━━━ EXERCISE MATERIALS ━━━
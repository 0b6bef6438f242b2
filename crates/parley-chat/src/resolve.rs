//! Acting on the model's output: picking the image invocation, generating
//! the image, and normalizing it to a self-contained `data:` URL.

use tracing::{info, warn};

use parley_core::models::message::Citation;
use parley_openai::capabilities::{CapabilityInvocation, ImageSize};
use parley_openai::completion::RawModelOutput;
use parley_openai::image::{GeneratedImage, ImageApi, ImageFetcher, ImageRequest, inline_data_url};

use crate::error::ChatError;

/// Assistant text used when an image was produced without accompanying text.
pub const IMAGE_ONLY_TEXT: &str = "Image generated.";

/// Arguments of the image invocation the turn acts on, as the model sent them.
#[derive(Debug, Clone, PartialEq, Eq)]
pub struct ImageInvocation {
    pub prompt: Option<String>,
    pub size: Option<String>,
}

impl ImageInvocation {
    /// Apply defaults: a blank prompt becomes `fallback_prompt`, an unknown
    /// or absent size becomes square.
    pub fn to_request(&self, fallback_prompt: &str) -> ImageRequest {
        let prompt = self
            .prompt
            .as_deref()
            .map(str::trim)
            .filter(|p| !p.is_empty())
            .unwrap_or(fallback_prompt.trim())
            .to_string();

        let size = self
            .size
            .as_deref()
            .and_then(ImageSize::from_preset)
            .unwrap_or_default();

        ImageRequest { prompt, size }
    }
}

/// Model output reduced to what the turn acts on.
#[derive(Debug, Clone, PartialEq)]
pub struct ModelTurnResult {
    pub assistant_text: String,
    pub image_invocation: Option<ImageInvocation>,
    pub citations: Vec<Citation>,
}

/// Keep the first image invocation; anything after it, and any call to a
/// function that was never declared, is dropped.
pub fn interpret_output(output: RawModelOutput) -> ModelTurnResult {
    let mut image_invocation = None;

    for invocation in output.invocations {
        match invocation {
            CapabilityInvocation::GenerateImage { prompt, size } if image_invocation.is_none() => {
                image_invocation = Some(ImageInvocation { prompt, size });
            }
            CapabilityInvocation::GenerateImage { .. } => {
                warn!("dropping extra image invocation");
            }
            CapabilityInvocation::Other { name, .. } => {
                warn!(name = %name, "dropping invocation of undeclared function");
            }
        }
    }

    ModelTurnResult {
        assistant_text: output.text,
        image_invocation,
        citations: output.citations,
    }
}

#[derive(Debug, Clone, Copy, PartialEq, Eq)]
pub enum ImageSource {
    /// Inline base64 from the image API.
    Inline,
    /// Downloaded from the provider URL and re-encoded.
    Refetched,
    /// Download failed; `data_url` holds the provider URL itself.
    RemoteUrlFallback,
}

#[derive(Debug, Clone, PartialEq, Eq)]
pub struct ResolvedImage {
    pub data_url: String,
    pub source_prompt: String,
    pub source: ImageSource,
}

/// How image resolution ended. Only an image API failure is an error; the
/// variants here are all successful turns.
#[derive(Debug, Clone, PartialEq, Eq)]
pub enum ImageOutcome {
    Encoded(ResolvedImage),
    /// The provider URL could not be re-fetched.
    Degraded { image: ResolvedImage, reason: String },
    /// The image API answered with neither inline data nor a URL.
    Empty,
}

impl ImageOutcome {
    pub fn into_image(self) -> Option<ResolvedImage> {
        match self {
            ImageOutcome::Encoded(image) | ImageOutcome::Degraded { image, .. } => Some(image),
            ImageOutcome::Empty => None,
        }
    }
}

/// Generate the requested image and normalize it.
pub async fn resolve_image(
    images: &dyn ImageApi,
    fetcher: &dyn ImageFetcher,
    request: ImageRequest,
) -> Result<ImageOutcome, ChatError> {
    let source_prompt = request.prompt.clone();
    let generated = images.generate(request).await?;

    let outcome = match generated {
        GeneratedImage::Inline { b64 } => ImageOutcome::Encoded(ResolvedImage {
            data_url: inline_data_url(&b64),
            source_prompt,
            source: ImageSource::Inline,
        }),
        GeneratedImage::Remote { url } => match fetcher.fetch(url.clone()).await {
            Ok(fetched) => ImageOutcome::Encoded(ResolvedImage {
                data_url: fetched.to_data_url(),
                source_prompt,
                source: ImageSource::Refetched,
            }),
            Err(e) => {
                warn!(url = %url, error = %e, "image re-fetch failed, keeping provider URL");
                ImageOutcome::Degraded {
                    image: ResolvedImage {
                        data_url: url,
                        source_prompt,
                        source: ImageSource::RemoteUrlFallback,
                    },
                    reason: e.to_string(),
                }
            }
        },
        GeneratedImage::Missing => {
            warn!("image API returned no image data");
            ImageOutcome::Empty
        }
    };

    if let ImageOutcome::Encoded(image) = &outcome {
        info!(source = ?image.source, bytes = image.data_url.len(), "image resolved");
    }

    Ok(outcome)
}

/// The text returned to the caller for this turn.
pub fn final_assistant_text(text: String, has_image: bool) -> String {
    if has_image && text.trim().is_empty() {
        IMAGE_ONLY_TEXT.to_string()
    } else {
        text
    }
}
━━━
━━━ EXERCISE MATERIALS ━━━
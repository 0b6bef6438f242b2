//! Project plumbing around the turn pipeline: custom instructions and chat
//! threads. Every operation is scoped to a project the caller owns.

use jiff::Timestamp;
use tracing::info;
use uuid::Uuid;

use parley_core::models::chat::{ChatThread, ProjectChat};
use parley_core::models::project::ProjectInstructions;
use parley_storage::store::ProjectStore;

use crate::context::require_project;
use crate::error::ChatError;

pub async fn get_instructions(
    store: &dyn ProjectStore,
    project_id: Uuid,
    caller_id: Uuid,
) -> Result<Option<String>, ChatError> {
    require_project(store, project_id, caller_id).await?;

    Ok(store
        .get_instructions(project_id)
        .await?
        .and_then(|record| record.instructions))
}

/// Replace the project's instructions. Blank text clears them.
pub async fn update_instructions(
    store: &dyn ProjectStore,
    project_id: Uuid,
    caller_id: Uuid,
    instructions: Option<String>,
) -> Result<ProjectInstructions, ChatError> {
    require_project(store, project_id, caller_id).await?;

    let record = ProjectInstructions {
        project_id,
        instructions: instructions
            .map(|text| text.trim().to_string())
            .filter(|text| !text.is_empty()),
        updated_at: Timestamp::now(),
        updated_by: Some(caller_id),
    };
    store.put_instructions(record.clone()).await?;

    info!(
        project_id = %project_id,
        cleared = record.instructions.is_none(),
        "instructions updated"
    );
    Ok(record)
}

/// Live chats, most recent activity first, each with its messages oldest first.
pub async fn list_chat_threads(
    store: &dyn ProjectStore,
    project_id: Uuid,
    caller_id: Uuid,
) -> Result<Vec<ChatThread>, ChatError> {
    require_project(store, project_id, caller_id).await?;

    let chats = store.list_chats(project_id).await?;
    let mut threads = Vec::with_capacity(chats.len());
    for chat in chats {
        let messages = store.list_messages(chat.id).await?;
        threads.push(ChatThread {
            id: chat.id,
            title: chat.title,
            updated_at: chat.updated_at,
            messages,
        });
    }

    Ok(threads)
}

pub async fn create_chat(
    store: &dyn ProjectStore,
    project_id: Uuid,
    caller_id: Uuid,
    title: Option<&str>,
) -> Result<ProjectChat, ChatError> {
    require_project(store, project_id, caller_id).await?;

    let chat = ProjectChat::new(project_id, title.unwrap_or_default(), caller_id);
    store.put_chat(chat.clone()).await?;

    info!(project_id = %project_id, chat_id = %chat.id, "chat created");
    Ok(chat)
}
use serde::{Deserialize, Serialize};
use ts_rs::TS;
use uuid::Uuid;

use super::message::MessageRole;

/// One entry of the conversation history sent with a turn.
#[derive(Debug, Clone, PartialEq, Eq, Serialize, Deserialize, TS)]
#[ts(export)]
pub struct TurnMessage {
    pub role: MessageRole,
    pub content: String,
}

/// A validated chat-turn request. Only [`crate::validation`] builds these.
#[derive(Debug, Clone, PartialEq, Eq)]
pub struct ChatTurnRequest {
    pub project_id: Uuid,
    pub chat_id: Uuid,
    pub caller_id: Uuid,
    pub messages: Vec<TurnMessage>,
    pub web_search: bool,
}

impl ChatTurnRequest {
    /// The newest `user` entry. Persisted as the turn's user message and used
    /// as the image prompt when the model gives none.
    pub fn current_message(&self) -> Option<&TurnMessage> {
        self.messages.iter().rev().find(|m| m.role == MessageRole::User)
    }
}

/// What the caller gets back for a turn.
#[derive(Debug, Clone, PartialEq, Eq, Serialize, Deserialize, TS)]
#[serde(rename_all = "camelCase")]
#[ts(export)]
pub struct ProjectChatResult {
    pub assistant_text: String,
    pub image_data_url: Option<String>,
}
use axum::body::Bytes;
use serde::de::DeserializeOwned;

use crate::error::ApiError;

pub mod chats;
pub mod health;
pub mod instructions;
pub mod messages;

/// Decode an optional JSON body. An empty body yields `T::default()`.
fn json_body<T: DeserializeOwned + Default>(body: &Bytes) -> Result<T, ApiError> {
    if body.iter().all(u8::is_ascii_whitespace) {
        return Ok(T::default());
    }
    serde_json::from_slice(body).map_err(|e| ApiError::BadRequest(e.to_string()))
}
━━━
━━━ EXERCISE MATERIALS ━━━
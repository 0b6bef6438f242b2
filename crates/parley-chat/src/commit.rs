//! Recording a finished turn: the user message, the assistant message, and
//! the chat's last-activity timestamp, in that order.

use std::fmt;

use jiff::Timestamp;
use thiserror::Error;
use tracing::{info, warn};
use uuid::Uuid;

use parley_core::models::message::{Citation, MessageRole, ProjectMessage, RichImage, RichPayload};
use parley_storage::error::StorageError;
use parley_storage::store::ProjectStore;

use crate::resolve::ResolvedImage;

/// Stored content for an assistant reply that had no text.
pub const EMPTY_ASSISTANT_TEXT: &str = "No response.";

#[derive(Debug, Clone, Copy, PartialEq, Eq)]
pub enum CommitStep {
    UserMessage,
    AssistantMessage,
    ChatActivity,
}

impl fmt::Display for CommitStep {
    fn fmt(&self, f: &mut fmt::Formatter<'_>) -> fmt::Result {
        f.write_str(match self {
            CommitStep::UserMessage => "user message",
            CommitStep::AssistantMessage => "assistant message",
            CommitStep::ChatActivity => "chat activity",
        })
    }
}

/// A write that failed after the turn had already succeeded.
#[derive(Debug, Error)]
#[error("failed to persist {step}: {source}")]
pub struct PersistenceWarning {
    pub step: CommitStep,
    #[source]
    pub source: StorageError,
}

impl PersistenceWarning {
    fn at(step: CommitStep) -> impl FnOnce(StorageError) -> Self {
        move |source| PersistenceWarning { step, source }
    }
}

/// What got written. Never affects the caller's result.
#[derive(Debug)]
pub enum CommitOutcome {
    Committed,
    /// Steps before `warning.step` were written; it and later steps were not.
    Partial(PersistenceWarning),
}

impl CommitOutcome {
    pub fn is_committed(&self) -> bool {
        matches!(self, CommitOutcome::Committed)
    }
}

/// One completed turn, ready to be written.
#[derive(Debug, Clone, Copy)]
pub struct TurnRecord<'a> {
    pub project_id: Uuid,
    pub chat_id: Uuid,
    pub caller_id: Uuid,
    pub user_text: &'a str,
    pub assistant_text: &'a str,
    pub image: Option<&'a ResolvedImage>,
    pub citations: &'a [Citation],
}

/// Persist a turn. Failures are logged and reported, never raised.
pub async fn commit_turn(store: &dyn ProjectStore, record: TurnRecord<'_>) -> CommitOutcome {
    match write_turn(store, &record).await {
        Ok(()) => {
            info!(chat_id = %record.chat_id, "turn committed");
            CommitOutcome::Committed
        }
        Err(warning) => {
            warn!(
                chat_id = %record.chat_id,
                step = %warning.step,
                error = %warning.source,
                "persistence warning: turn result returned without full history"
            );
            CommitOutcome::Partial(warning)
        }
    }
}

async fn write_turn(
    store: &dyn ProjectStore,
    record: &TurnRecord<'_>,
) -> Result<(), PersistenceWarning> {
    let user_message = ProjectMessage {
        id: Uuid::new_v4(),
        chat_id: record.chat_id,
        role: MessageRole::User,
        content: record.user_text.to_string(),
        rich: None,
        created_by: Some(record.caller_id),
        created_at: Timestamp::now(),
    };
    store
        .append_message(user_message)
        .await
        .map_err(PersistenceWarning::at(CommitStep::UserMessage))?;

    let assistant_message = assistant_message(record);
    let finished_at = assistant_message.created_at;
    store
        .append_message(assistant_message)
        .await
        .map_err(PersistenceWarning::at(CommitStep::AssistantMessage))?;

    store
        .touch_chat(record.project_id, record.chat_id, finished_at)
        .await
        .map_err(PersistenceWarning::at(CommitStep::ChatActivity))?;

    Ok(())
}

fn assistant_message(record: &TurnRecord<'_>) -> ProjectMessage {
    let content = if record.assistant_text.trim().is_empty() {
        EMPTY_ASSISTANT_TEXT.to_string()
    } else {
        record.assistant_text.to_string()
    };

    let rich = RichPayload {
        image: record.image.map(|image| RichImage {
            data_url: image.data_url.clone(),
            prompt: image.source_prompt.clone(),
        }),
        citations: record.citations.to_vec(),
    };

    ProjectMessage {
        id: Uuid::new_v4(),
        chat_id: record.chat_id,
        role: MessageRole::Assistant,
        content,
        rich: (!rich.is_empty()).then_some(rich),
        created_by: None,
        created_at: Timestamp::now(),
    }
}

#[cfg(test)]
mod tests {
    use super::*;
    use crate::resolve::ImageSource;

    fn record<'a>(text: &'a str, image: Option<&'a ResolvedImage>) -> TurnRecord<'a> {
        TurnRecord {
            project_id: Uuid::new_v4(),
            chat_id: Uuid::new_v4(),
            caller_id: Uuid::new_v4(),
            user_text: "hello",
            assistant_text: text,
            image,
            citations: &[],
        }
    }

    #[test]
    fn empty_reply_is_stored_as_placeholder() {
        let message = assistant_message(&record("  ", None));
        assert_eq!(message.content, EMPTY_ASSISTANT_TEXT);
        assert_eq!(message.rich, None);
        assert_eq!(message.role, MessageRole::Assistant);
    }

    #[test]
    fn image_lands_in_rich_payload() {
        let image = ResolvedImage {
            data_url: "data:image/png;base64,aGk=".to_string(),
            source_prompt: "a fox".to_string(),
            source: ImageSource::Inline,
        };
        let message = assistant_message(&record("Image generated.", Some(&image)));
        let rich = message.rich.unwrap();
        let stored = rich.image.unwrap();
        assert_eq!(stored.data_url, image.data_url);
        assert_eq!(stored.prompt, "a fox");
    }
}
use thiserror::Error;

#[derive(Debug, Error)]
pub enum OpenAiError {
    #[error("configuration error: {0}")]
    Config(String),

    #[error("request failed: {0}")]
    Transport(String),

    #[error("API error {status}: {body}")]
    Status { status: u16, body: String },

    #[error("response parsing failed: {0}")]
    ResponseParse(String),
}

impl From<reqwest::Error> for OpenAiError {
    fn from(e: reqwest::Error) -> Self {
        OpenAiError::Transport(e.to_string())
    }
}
━━━
> _PROBLEM DESCRIPTION_
Report how many lines in the material contain the word "PersistenceWarning", writing the number and nothing more.

> _ANSWER TO THE PROBLEM_
8